Em um ano parado, o longa pode até mesmo ganhar alguma atenção para o Oscar. No Brasil, o longa estréia na sexta-feira.
No início do filme, há um acidente rodoviário sem gravidade. Uma mulher oriental começa a gritar com a latina com a qual bateu.
Pouco depois, um casal branco tem o carro roubado por dois jovens negros, um vendedor iraniano é agredido verbalmente por um intolerante quando tenta comprar uma arma para se proteger, e um executivo de TV negro e sua mulher são molestados por policiais brancos que tiveram um dia ruim.
Cada incidente provoca mais ódio e ressentimento, com as vítimas perpetuando a sua própria ignorância e preconceito na próxima pessoa etnicamente diferente que encontram pela frente.
Embora não se possa discordar dos temas honestos do filme, como redenção coletiva e perdão, a mensagem não é nova.
A narrativa parece um território já coberto pelos dramas televisivos como NYPD Blue, Third Watch e outros com os quais Haggis já trabalhou, como Plantão Médico", L.A. Law e thirtysomething.
As histórias individuais no filme têm seu mérito e pode-se imaginar se cada segmento não seria mais eficaz se fosse expandido para um filme inteiro.
Mas no lugar disso, o público deve se concentrar na bela luminosidade da cinematografia e nas maravilhosas performances de um elenco bastante comprometido com a causa.
Cheadle está ótimo, como sempre, no papel de um policial que tem um irmão envolvido com gangues e uma mãe viciada em drogas.
Bullock está surpreendentemente bem interpretando uma dona de casa que acredita que todo latino tem más intenções. Dillon equilibra simpatia e arrogância como o policial estressado com a doença do pai.

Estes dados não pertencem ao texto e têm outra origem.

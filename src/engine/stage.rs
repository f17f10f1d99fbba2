#[cfg(feature = "rtrb")]
use rtrb::Producer;

use std::sync::Arc;

use crate::{
    dsp::{
        distortion::Waveshaper,
        filter::SVFilter,
        gain::{apply_gain, apply_modulated_gain, block_average, CONTROL_BLOCK},
        oscillator::Oscillator,
        DistortionCurve, NoiseBuffer,
    },
    graph::{Param, StageKind},
};

/// Where the analyser stage sends the samples it sees.
pub trait SampleSink: Send {
    /// Push one sample. Returns false when the sample was dropped.
    fn push(&mut self, sample: f32) -> bool;
}

#[cfg(feature = "rtrb")]
impl SampleSink for Producer<f32> {
    #[inline]
    fn push(&mut self, sample: f32) -> bool {
        Producer::push(self, sample).is_ok()
    }
}

/// Runtime state of one stage.
pub(crate) enum Processor {
    Source {
        buffer: Arc<NoiseBuffer>,
        position: usize,
    },
    Shaper(Waveshaper),
    Filter(SVFilter),
    /// Every gain-like stage: bank splits and merges, tremolo, master volume,
    /// both depth scalers.
    Gain { gain: f32 },
    Modulator(Oscillator),
    Analyser { tap: Option<Box<dyn SampleSink>> },
    Destination,
}

impl Processor {
    pub(crate) fn from_kind(kind: &StageKind, buffer: &Arc<NoiseBuffer>, curve: &DistortionCurve) -> Self {
        match *kind {
            StageKind::Source => Processor::Source {
                buffer: Arc::clone(buffer),
                position: 0,
            },
            StageKind::Distortion { oversample, .. } => {
                Processor::Shaper(Waveshaper::new(curve.clone(), oversample))
            }
            StageKind::Resonator { frequency, q, gain_db } => {
                Processor::Filter(SVFilter::peaking(frequency, q, gain_db))
            }
            StageKind::Filter {
                filter_type,
                frequency,
                q,
            } => Processor::Filter(SVFilter::new(filter_type).with_cutoff(frequency).with_q(q)),
            StageKind::ResonatorInput | StageKind::ResonatorOutput | StageKind::TremoloGain => {
                Processor::Gain { gain: 1.0 }
            }
            StageKind::Gain { gain }
            | StageKind::ModulationDepth { gain }
            | StageKind::TremoloDepth { gain } => Processor::Gain { gain },
            StageKind::Modulator { frequency } => Processor::Modulator(Oscillator::sine(frequency)),
            StageKind::Analyser { .. } => Processor::Analyser { tap: None },
            StageKind::Destination => Processor::Destination,
        }
    }

    /// The one parameter this stage lets signals modulate, if any.
    pub(crate) fn modulated_param(&self) -> Option<Param> {
        match self {
            Processor::Filter(_) => Some(Param::Frequency),
            Processor::Gain { .. } => Some(Param::Gain),
            _ => None,
        }
    }

    /// Process `block` in place. `block` holds the summed audio inputs on
    /// entry; `modulation` holds the summed parameter inputs when any are
    /// connected.
    pub(crate) fn process(&mut self, block: &mut [f32], modulation: Option<&[f32]>, sample_rate: f32) {
        match self {
            Processor::Source { buffer, position } => {
                let samples = buffer.samples();
                if samples.is_empty() {
                    block.fill(0.0);
                    return;
                }
                for out in block.iter_mut() {
                    *out = samples[*position];
                    *position = (*position + 1) % samples.len();
                }
            }
            Processor::Shaper(shaper) => shaper.process(block),
            Processor::Filter(filter) => match modulation {
                Some(modulation) => {
                    let base = filter.cutoff_hz;
                    for (chunk, mods) in block
                        .chunks_mut(CONTROL_BLOCK)
                        .zip(modulation.chunks(CONTROL_BLOCK))
                    {
                        filter.render_at(chunk, base + block_average(mods), sample_rate);
                    }
                }
                None => filter.render(block, sample_rate),
            },
            Processor::Gain { gain } => match modulation {
                Some(modulation) => apply_modulated_gain(block, *gain, modulation),
                None => apply_gain(block, *gain),
            },
            Processor::Modulator(osc) => osc.render(block, sample_rate),
            Processor::Analyser { tap } => {
                if let Some(tap) = tap {
                    // Drop on overflow; the scope only needs recent samples
                    for &sample in block.iter() {
                        if !tap.push(sample) {
                            break;
                        }
                    }
                }
            }
            Processor::Destination => {}
        }
    }
}
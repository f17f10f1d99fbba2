//! shatter - terminal noise toy
//!
//! Run with: cargo run --bin shatter -- --preset metallic

mod app;
mod ui;

use std::{
    fs::File,
    path::{Path, PathBuf},
    sync::Mutex,
};

use clap::Parser;
use color_eyre::eyre::{Result as EyreResult, WrapErr};
use shatter_dsp::{patch::FileStore, EngineConfig};
use tracing_subscriber::EnvFilter;

use app::Shatter;

#[derive(Debug, Parser)]
#[command(name = "shatter", about = "Distorted noise with live controls")]
struct Args {
    /// TOML engine config.
    #[arg(long)]
    config: Option<PathBuf>,

    /// Built-in or saved preset to start with.
    #[arg(long)]
    preset: Option<String>,

    /// Directory for saved presets.
    #[arg(long)]
    store_dir: Option<PathBuf>,

    /// Where to write logs. The terminal belongs to the UI.
    #[arg(long, default_value = "shatter.log")]
    log_file: PathBuf,
}

fn main() -> EyreResult<()> {
    color_eyre::install()?;
    let args = Args::parse();

    init_logging(&args.log_file)?;

    let mut config = match &args.config {
        Some(path) => EngineConfig::load(path)
            .wrap_err_with(|| format!("failed to load config {}", path.display()))?,
        None => EngineConfig::default(),
    };
    if let Some(preset) = args.preset {
        config.default_preset = preset;
    }
    if let Some(dir) = args.store_dir {
        config.store_dir = Some(dir);
    }

    let store = open_store(&config)?;

    let terminal = ratatui::init();
    let result = Shatter::new(config, store).and_then(|app| app.run(terminal));
    ratatui::restore();

    result
}

fn init_logging(path: &Path) -> EyreResult<()> {
    let file = File::create(path)
        .wrap_err_with(|| format!("failed to create log file {}", path.display()))?;

    tracing_subscriber::fmt()
        .with_env_filter(
            EnvFilter::try_from_default_env()
                .unwrap_or_else(|_| EnvFilter::new("shatter_dsp=info,shatter=info")),
        )
        .with_ansi(false)
        .with_writer(Mutex::new(file))
        .init();

    Ok(())
}

fn open_store(config: &EngineConfig) -> EyreResult<FileStore> {
    let dir = config
        .store_dir
        .clone()
        .or_else(FileStore::default_dir)
        .unwrap_or_else(|| PathBuf::from(".shatter"));

    FileStore::open(&dir).wrap_err_with(|| format!("failed to open preset store {}", dir.display()))
}
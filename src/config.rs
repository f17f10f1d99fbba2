//! Engine configuration.
//!
//! Every field has a default, so an empty TOML document is a valid config:
//!
//! ```toml
//! sample_rate = 44100.0
//! loop_seconds = 2.0
//! analyser_fft_size = 2048
//! scope_ring_blocks = 16
//! store_dir = "/home/me/.local/share/shatter"
//! default_preset = "medium"
//! ```

use std::path::{Path, PathBuf};

use serde::Deserialize;

use crate::error::Result;

#[derive(Debug, Clone, PartialEq, Deserialize)]
#[serde(default)]
pub struct EngineConfig {
    /// Sample rate for offline rendering (`runtime::Controller::offline`).
    pub sample_rate: f32,
    /// Length of the pre-rendered noise loop in seconds.
    pub loop_seconds: f32,
    /// Window size of the analyser stage.
    pub analyser_fft_size: usize,
    /// Capacity of the audio → UI scope ring, in analyser windows.
    pub scope_ring_blocks: usize,
    /// Directory for persisted custom presets. `None` uses the platform data dir.
    pub store_dir: Option<PathBuf>,
    /// Built-in preset applied at start-up.
    pub default_preset: String,
}

impl Default for EngineConfig {
    fn default() -> Self {
        Self {
            sample_rate: 48_000.0,
            loop_seconds: 2.0,
            analyser_fft_size: crate::graph::planner::ANALYSER_FFT_SIZE,
            scope_ring_blocks: 16,
            store_dir: None,
            default_preset: "medium".to_string(),
        }
    }
}

impl EngineConfig {
    pub fn from_toml_str(source: &str) -> Result<Self> {
        Ok(toml::from_str(source)?)
    }

    pub fn load(path: impl AsRef<Path>) -> Result<Self> {
        let source = std::fs::read_to_string(path)?;
        Self::from_toml_str(&source)
    }

    /// Number of samples in the noise loop at `sample_rate`.
    pub fn loop_len(&self, sample_rate: f32) -> usize {
        (self.loop_seconds.max(0.0) * sample_rate) as usize
    }

    /// Capacity of the scope ring in samples.
    pub fn scope_ring_len(&self) -> usize {
        self.analyser_fft_size * self.scope_ring_blocks.max(1)
    }
}

#[cfg(test)]
mod tests {
    use super::*;

    #[test]
    fn empty_document_is_default() {
        let config = EngineConfig::from_toml_str("").unwrap();
        assert_eq!(config, EngineConfig::default());
    }

    #[test]
    fn partial_document_overrides_fields() {
        let config = EngineConfig::from_toml_str(
            "sample_rate = 44100.0\ndefault_preset = \"extreme\"\n",
        )
        .unwrap();
        assert_eq!(config.sample_rate, 44_100.0);
        assert_eq!(config.default_preset, "extreme");
        assert_eq!(config.loop_seconds, 2.0);
    }

    #[test]
    fn loop_len_is_two_seconds_by_default() {
        let config = EngineConfig::default();
        assert_eq!(config.loop_len(44_100.0), 88_200);
    }

    #[test]
    fn malformed_document_is_an_error() {
        assert!(EngineConfig::from_toml_str("sample_rate = \"fast\"").is_err());
    }
}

Também digno de nota está Terrence Howard como o executivo de Hollywood negro cuja integridade é questionada após um encontro com policiais de Los Angeles.
À sua maneira, Crash consegue fazer uma reflexão tocante sobre a alienação social moderna e a paranóia. Se tivesse aparecido há 10 anos, talvez ainda pudesse ser considerado um trabalho original e corajoso.